Similarly, coatings supplier Hempel explains the innovative chemistry and engineering behind its range of corrosion-resistant products, and how they can help protect asset integrity.
It is also interesting to note how times have changed in the corporate world. Doing some background reading on one of our features this month – an interesting new arrangement between GE Oil & Gas and Diamond Offshore, which will see the operator pay GE only while its blowout preventers (BOPs) are working – I came across an article from around five years ago. In it, a perfect storm of rig shortages, post-Macondo safety spending and a push to bring wells on line faster resulted in billions of dollars in backlogs and an industry that could not manufacture equipment fast enough.
At the time of the article, drillers had begun to double-up on US$45 million BOPs in order to work longer and reduce potential downtime. In 2012, it was predicted that as many as half of all new builds would be fitted with two BOPs. Now it seems that operators are struggling to justify paying for the equipment itself.
But as in the case of GE and Diamond Drilling, innovative thinking can offer a new perspective. That was certainly one of the major themes put forward at the Industry Technology Facilitator’s Technology Showcase in early March. One of the best technology-focused events in Europe (nay the world?), its greatest success lies in putting technology providers and operators together in the same room, giving equal balance to the workshop and the boardroom. This year also saw ITF director Paddy O’Brien urge the industry to increase the speed at which it adopts new innovation. There remain no easy solutions around how to achieve this; the task should be helped – in the UK at least – by the creation of the Oil and gas Technology Centre (OGTC) in Aberdeen. You can read more about the project and the event inside.

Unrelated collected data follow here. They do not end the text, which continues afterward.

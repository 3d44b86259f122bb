//! Figure-of-merit to fit-coordinate transform

use qeb_core::{Error, Result};
use serde::{Deserialize, Serialize};
use std::fmt;

/// Affine map between the figure of merit `f` and the fit coordinate `x`
///
/// `x = s * (f - h)` and `f = s * x + h`, with `s` exactly `+1` or `-1`.
/// For the fidelity one uses `(1, -1)`, i.e. `x = 1 - f`, so that the peak
/// of the distribution sits at small positive `x`.
#[derive(Debug, Clone, Copy, PartialEq, Serialize, Deserialize)]
pub struct FtoX {
    h: f64,
    s: f64,
}

impl FtoX {
    /// Create a transform, rejecting any scale other than `+1` or `-1`
    pub fn new(h: f64, s: f64) -> Result<Self> {
        if s != 1.0 && s != -1.0 {
            return Err(Error::invalid_scale(s));
        }
        if !h.is_finite() {
            return Err(Error::Configuration(format!(
                "Invalid value of `h` in `ftox=(h,s)`: h={h}"
            )));
        }
        Ok(Self { h, s })
    }

    /// The identity transform `x = f`
    pub fn identity() -> Self {
        Self { h: 0.0, s: 1.0 }
    }

    pub fn h(&self) -> f64 {
        self.h
    }

    pub fn s(&self) -> f64 {
        self.s
    }

    pub fn ftox(&self, f: f64) -> f64 {
        self.s * (f - self.h)
    }

    pub fn xtof(&self, x: f64) -> f64 {
        self.s * x + self.h
    }

    pub fn ftox_all(&self, f: &[f64]) -> Vec<f64> {
        f.iter().map(|&v| self.ftox(v)).collect()
    }

    pub fn xtof_all(&self, x: &[f64]) -> Vec<f64> {
        x.iter().map(|&v| self.xtof(v)).collect()
    }
}

impl Default for FtoX {
    fn default() -> Self {
        Self::identity()
    }
}

impl TryFrom<(f64, f64)> for FtoX {
    type Error = Error;

    fn try_from((h, s): (f64, f64)) -> Result<Self> {
        Self::new(h, s)
    }
}

impl fmt::Display for FtoX {
    fn fmt(&self, f: &mut fmt::Formatter<'_>) -> fmt::Result {
        let sign = if self.s > 0.0 { "" } else { "-" };
        write!(f, "x = {sign}(f - {})", self.h)
    }
}
//! Weighted nonlinear least squares with box constraints
//!
//! The fitting pipeline only depends on the [`LeastSquaresSolver`] contract:
//! minimize `sum(((y_i - f(x_i; p)) / sigma_i)^2)` subject to
//! `lower <= p <= upper`, starting from a seed, and return the best
//! coefficients with their covariance `(J^T J)^-1`. The sigmas are taken as
//! absolute uncertainties, so the covariance is not rescaled by the reduced
//! chi-squared.
//!
//! [`BoundedLbfgs`] is the bundled implementation. It hands the problem to
//! argmin's L-BFGS in coordinates whitened by `J^T J` at the seed, so that the
//! canonical model (linear in its coefficients) becomes an isotropic
//! quadratic. Bounds are enforced by clamping, with the gradient projected
//! at an active bound.

use argmin::core::{
    CostFunction, Executor, Gradient, State, TerminationReason, TerminationStatus,
};
use argmin::solver::linesearch::MoreThuenteLineSearch;
use argmin::solver::quasinewton::LBFGS;
use nalgebra::{DMatrix, DVector};
use qeb_core::{Error, Result};
use serde::{Deserialize, Serialize};
use std::fmt;
use std::sync::Mutex;
use tracing::debug;

/// Box constraints on the coefficients
#[derive(Debug, Clone, PartialEq, Serialize, Deserialize)]
pub struct Bounds {
    lower: Vec<f64>,
    upper: Vec<f64>,
}

impl Bounds {
    /// Create bounds, checking that they describe a non-empty box
    pub fn new(lower: Vec<f64>, upper: Vec<f64>) -> Result<Self> {
        if lower.len() != upper.len() {
            return Err(Error::Configuration(format!(
                "bounds have mismatched lengths: {} lower vs {} upper",
                lower.len(),
                upper.len()
            )));
        }
        for (i, (lo, hi)) in lower.iter().zip(&upper).enumerate() {
            if lo.is_nan() || hi.is_nan() || lo > hi {
                return Err(Error::FitFailed(format!(
                    "infeasible bounds for parameter {i}: [{lo}, {hi}]"
                )));
            }
        }
        Ok(Self { lower, upper })
    }

    /// No constraint on any of the `n` coefficients
    pub fn unbounded(n: usize) -> Self {
        Self {
            lower: vec![f64::NEG_INFINITY; n],
            upper: vec![f64::INFINITY; n],
        }
    }

    /// Lower bounds only; the upper bounds are `+inf`
    pub fn with_lower(lower: Vec<f64>) -> Self {
        let upper = vec![f64::INFINITY; lower.len()];
        Self { lower, upper }
    }

    pub fn lower(&self) -> &[f64] {
        &self.lower
    }

    pub fn upper(&self) -> &[f64] {
        &self.upper
    }

    pub fn len(&self) -> usize {
        self.lower.len()
    }

    pub fn is_empty(&self) -> bool {
        self.lower.is_empty()
    }

    /// Whether `p` lies inside the box (bounds included)
    pub fn contains(&self, p: &[f64]) -> bool {
        p.len() == self.len()
            && p
                .iter()
                .zip(self.lower.iter().zip(&self.upper))
                .all(|(v, (lo, hi))| *v >= *lo && *v <= *hi)
    }

    /// Project `p` onto the box
    pub fn clamp(&self, p: &mut [f64]) {
        for (v, (lo, hi)) in p.iter_mut().zip(self.lower.iter().zip(&self.upper)) {
            *v = v.max(*lo).min(*hi);
        }
    }
}
//! Quantum error bars from a log-density histogram fit
//!
//! This crate fits the logarithm of a probability-density histogram with a
//! skewed peak model and converts the fitted coefficients into **quantum
//! error bars**: the peak location `f0`, the width `Delta` of the best local
//! Gaussian approximation, the skewness `gamma` and the log peak height `y0`.
//!
//! # Pipeline
//!
//! 1. Map the figure of merit `f` to the fit coordinate `x = s (f - h)`
//! 2. Normalize the histogram and drop bins that cannot be log-transformed
//! 3. Guess a seed graphically from the peak and its `1/e` crossings
//! 4. Fit `ln p` with weights `p / err_p` by bounded L-BFGS (argmin)
//! 5. Report the reduced chi-squared and warn on a poor fit
//!
//! # Key Features
//!
//! - **Two built-in models**: the canonical `(a2, a1, m, c)` model and the
//!   peak-centered `(a, x0, y0, m)` reparametrization
//! - **Custom models**: any `Fn(x, &[f64]) -> f64`, without error-bar
//!   conversion
//! - **Injectable diagnostics**: warnings go through a
//!   [`DiagnosticSink`](qeb_core::DiagnosticSink)
//! - **Pluggable solver**: anything implementing [`LeastSquaresSolver`]
//!
//! # Examples
//!
//! ```rust
//! use qeb_fit::HistogramAnalysis;
//! use qeb_histogram::HistogramWithErrorBars;
//!
//! // log density -250 x^2 - 100 x + 20 ln(x)
//! let mut histogram = HistogramWithErrorBars::new(0.02, 0.32, 40).unwrap();
//! let bins: Vec<f64> = histogram
//!     .values_center()
//!     .iter()
//!     .map(|&x| (-250.0 * x * x - 100.0 * x + 20.0 * x.ln()).exp())
//!     .collect();
//! let delta: Vec<f64> = bins.iter().map(|p| 0.01 * p).collect();
//! histogram.load(&bins, &delta, 0.0).unwrap();
//!
//! let analysis = HistogramAnalysis::builder()
//!     .ftox(0.0, 1.0)
//!     .analyze(&histogram)
//!     .unwrap();
//!
//! let q = analysis.quantum_error_bars().unwrap();
//! assert!((q.f0 - 0.1236).abs() < 1e-3);
//! analysis.print_quantum_error_bars(|s| print!("{s}")).unwrap();
//! ```

pub mod analysis;
pub mod batch;
pub mod converter;
pub mod diagnostic;
pub mod driver;
pub mod guess;
pub mod model;
pub mod params;
pub mod report;
pub mod solver;
pub mod transform;
pub mod visualization;

#[cfg(any(test, feature = "test-utils"))]
pub mod test_data;

// Re-exports
pub use analysis::{HistogramAnalysis, HistogramAnalysisBuilder};
pub use batch::analyze_many;
pub use converter::{
    A2Converter, DirectConverter, ErrorBarConverter, QuantumErrorBars, QuantumErrorBarsX,
    GENERIC_A2_SEED,
};
pub use diagnostic::{FitDiagnostic, DEFAULT_REDCHI2_WARN_THRESHOLD};
pub use driver::{fit_histogram, initial_guess, retained_indices, FitHistogramResult, FitOptions};
pub use guess::guess_error_bars_x;
pub use model::{fit_fn_a2, fit_fn_direct, zm, BuiltinModel, CustomModel, FitModel, ModelFn};
pub use params::FitParameters;
pub use report::{format_fit_parameters, format_general, format_quantum_error_bars};
pub use solver::{
    Bounds, BoundedLbfgs, LeastSquaresProblem, LeastSquaresSolver, SolverOptions,
    SolverOutput,
};
pub use transform::FtoX;
pub use visualization::{FitVisualizer, NullFitVisualizer, PlotData, PlotOptions, PlotSeries};

pub use qeb_core::{Error, Result};
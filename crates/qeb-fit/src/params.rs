//! Named fit coefficients

use nalgebra::DMatrix;
use serde::{Deserialize, Serialize};
use std::fmt;

/// Fitted coefficients with their names and covariance
///
/// The names come from the model's declared parameter list, so the values
/// can be read back by name (`params.get("a2")`) as well as by position.
#[derive(Debug, Clone, PartialEq, Serialize, Deserialize)]
pub struct FitParameters {
    names: Vec<String>,
    values: Vec<f64>,
    covariance: Vec<Vec<f64>>,
}

impl FitParameters {
    pub(crate) fn new(names: Vec<String>, values: Vec<f64>, covariance: &DMatrix<f64>) -> Self {
        let covariance = (0..covariance.nrows())
            .map(|i| (0..covariance.ncols()).map(|j| covariance[(i, j)]).collect())
            .collect();
        Self {
            names,
            values,
            covariance,
        }
    }

    pub fn names(&self) -> &[String] {
        &self.names
    }

    pub fn values(&self) -> &[f64] {
        &self.values
    }

    pub fn len(&self) -> usize {
        self.values.len()
    }

    pub fn is_empty(&self) -> bool {
        self.values.is_empty()
    }

    /// Value of the coefficient called `name`
    pub fn get(&self, name: &str) -> Option<f64> {
        self.index_of(name).map(|i| self.values[i])
    }

    /// Variance of the coefficient called `name`
    pub fn variance(&self, name: &str) -> Option<f64> {
        self.index_of(name).map(|i| self.covariance[i][i])
    }

    /// Square roots of the covariance diagonal
    pub fn std_errors(&self) -> Vec<f64> {
        (0..self.len()).map(|i| self.covariance[i][i].sqrt()).collect()
    }

    /// Full covariance matrix, row-major
    pub fn covariance(&self) -> &[Vec<f64>] {
        &self.covariance
    }

    /// `(name, value)` pairs in declaration order
    pub fn iter(&self) -> impl Iterator<Item = (&str, f64)> + '_ {
        self.names.iter().map(String::as_str).zip(self.values.iter().copied())
    }

    fn index_of(&self, name: &str) -> Option<usize> {
        self.names.iter().position(|n| n == name)
    }
}

impl std::ops::Index<usize> for FitParameters {
    type Output = f64;

    fn index(&self, index: usize) -> &f64 {
        &self.values[index]
    }
}

impl fmt::Display for FitParameters {
    fn fmt(&self, f: &mut fmt::Formatter<'_>) -> fmt::Result {
        let fields: Vec<String> = self.iter().map(|(n, v)| format!("{n}={v}")).collect();
        write!(f, "FitParameters({})", fields.join(", "))
    }
}
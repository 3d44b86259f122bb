//! Shared utilities for integration tests

#![allow(dead_code)]

pub use approx::assert_relative_eq;

use qeb_core::NullSink;
use qeb_fit::HistogramAnalysisBuilder;

/// Relative tolerance for recovering coefficients from noisy data
pub const RECOVERY_TOLERANCE: f64 = 0.05;

/// Builder that discards diagnostics
pub fn quiet_builder() -> HistogramAnalysisBuilder {
    qeb_fit::HistogramAnalysis::builder().sink(NullSink)
}

/// Seeds used by the statistical tests
pub fn seeds() -> Vec<u64> {
    vec![1, 7, 42, 1234, 98765]
}
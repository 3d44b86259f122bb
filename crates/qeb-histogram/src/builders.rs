//! Histogram building strategies
//!
//! Independent random walks each produce a histogram without error bars.
//! [`AveragedHistogramBuilder`] combines them into a single
//! [`HistogramWithErrorBars`] whose error bars are the standard error of the
//! mean across runs.

use crate::types::{HistogramParams, HistogramWithErrorBars};
use qeb_core::{Error, Result};

/// Averages several histograms sharing the same parameters
#[derive(Debug, Clone)]
pub struct AveragedHistogramBuilder {
    params: HistogramParams,
    sum: Vec<f64>,
    sum_sq: Vec<f64>,
    off_chart: f64,
    num_histograms: usize,
}

impl AveragedHistogramBuilder {
    /// Create a new builder for histograms with the given parameters
    pub fn new(params: HistogramParams) -> Self {
        Self {
            params,
            sum: vec![0.0; params.num_bins],
            sum_sq: vec![0.0; params.num_bins],
            off_chart: 0.0,
            num_histograms: 0,
        }
    }

    /// Add one run's bin values and off-chart amount
    pub fn add_run(&mut self, bins: &[f64], off_chart: f64) -> Result<()> {
        if bins.len() != self.params.num_bins {
            return Err(Error::size_mismatch(
                self.params.num_bins,
                bins.len(),
                "averaged histogram run",
            ));
        }
        if bins.iter().any(|v| !v.is_finite()) || !off_chart.is_finite() {
            return Err(Error::non_finite("averaged histogram run"));
        }

        for ((s, s2), &v) in self.sum.iter_mut().zip(self.sum_sq.iter_mut()).zip(bins) {
            *s += v;
            *s2 += v * v;
        }
        self.off_chart += off_chart;
        self.num_histograms += 1;
        Ok(())
    }

    /// Add a histogram, ignoring its error bars
    pub fn add_histogram(&mut self, histogram: &HistogramWithErrorBars) -> Result<()> {
        if histogram.params() != &self.params {
            return Err(Error::InvalidInput(format!(
                "cannot average histogram {} with histograms {}",
                histogram.params(),
                self.params
            )));
        }
        self.add_run(histogram.bins(), histogram.off_chart())
    }

    /// Number of runs added so far
    pub fn num_histograms(&self) -> usize {
        self.num_histograms
    }

    /// Produce the averaged histogram
    ///
    /// `delta = sqrt((<X^2> - <X>^2) / (n - 1))` for each bin; at least two
    /// runs are required.
    pub fn finalize(&self) -> Result<HistogramWithErrorBars> {
        if self.num_histograms < 2 {
            return Err(Error::InsufficientData {
                expected: 2,
                actual: self.num_histograms,
            });
        }

        let n = self.num_histograms as f64;
        let bins: Vec<f64> = self.sum.iter().map(|s| s / n).collect();
        let delta: Vec<f64> = bins
            .iter()
            .zip(&self.sum_sq)
            .map(|(mean, s2)| ((s2 / n - mean * mean).max(0.0) / (n - 1.0)).sqrt())
            .collect();

        HistogramWithErrorBars::from_parts(self.params, bins, delta, self.off_chart / n)
    }
}
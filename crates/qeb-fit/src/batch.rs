//! Analyzing several histograms with one configuration

use crate::analysis::{HistogramAnalysis, HistogramAnalysisBuilder};
use qeb_core::Result;
use qeb_histogram::DensityHistogram;

/// Run an independent analysis on each histogram
///
/// Results are returned in input order; one failing histogram does not stop
/// the others. With the `parallel` feature the analyses run on the rayon
/// thread pool.
pub fn analyze_many<H>(
    histograms: &[H],
    config: &HistogramAnalysisBuilder,
) -> Vec<Result<HistogramAnalysis>>
where
    H: DensityHistogram + Sync,
{
    #[cfg(feature = "parallel")]
    {
        use rayon::prelude::*;
        histograms.par_iter().map(|h| config.analyze(h)).collect()
    }

    #[cfg(not(feature = "parallel"))]
    {
        histograms.iter().map(|h| config.analyze(h)).collect()
    }
}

As well as innovative events, this month sees us discuss AUVs making increasingly autonomous decisions, a high-tech refinery upgrading project, a roundup of subsea JIPs and a nifty micro-ROV from Deep Trekker.
Heeding the words of groups like ITF, this month’s InnovOil also includes our newest regular feature, which aims to keep you up-to-date with some of the more intriguing and impressive innovations from outside the world of oil and gas. Stay tuned for more.
All our features are also available through our brand new website.
For now, however, the team and I are pleased to present the April edition of InnovOil.